ASSIGNMENT: Copy each line of the entries beneath that contains the word "async".

EXERCISE MATERIALS:
═══

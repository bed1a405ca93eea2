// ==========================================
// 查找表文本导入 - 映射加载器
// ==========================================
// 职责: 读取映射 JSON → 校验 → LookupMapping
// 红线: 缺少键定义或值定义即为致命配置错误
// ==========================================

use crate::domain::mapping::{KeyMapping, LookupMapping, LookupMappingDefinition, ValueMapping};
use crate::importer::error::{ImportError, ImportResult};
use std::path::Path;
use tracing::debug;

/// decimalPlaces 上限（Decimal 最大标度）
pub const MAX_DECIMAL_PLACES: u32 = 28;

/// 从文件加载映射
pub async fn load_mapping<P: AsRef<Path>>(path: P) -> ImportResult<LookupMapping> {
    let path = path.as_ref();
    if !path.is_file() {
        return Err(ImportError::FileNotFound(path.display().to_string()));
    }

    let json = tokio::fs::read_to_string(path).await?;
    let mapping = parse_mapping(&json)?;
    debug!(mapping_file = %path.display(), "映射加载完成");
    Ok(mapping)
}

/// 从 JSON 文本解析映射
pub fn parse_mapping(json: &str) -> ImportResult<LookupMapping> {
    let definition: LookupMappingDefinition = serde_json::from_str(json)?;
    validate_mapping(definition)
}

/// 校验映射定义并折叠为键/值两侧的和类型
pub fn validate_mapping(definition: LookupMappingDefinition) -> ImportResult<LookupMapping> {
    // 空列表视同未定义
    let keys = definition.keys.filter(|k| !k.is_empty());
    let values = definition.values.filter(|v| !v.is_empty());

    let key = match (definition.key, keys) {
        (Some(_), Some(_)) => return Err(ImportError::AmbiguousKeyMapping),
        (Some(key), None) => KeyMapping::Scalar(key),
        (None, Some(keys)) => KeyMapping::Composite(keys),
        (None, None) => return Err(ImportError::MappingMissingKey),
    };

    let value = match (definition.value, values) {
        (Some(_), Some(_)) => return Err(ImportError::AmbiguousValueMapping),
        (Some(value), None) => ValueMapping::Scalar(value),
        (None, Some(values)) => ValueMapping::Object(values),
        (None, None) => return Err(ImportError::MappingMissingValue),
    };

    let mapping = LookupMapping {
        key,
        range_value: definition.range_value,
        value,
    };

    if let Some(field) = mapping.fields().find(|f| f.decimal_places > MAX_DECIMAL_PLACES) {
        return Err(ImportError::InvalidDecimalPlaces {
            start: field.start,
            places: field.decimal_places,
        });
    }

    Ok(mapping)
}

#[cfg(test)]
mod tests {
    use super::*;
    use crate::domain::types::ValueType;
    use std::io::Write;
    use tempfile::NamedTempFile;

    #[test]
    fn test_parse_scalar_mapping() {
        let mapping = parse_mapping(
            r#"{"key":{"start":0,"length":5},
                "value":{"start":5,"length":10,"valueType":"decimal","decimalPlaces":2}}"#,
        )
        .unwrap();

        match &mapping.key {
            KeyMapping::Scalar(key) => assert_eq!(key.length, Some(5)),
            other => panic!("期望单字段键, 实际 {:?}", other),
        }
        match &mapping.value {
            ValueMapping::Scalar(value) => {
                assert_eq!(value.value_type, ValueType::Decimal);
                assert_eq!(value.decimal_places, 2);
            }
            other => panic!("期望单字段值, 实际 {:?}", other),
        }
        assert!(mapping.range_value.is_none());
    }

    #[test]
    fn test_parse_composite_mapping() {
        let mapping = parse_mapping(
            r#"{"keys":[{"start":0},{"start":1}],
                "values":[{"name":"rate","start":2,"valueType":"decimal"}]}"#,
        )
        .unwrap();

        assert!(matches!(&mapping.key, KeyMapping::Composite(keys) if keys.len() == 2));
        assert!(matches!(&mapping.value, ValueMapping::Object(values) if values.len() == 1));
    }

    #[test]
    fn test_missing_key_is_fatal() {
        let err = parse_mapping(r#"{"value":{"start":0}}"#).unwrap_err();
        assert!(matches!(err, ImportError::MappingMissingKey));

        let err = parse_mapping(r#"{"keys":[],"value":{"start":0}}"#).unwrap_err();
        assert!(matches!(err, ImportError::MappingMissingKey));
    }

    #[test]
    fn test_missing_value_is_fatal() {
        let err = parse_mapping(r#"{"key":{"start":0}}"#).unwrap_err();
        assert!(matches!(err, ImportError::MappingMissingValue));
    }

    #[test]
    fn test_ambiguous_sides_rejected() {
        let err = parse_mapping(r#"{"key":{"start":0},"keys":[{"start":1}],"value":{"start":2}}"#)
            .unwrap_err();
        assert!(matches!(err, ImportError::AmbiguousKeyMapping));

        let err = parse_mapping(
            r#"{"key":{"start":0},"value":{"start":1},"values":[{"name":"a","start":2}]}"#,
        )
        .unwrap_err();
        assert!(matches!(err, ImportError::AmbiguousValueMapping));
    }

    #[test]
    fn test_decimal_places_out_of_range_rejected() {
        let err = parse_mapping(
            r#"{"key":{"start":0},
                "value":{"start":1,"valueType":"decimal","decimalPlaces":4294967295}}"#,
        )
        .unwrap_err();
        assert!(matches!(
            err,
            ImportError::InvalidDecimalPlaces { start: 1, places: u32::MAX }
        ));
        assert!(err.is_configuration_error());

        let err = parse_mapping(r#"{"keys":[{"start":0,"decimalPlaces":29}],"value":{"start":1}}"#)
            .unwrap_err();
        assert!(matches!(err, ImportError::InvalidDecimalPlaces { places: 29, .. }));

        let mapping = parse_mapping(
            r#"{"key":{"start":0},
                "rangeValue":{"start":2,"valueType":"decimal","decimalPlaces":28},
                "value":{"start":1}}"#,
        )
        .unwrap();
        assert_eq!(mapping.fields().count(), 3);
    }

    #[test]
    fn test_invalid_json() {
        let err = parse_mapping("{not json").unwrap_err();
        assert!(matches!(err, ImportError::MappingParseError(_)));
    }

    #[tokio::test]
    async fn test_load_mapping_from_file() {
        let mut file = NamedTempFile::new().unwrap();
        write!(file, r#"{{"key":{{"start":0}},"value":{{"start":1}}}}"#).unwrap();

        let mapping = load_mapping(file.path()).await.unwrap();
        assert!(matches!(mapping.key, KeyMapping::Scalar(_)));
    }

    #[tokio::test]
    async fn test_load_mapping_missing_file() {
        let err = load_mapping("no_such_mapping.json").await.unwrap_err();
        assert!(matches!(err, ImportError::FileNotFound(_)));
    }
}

═══

RESULT BELOW:
pub async fn load_mapping<P: AsRef<Path>>(path: P) -> ImportResult<LookupMapping> {
    async fn test_load_mapping_from_file() {
    async fn test_load_mapping_missing_file() {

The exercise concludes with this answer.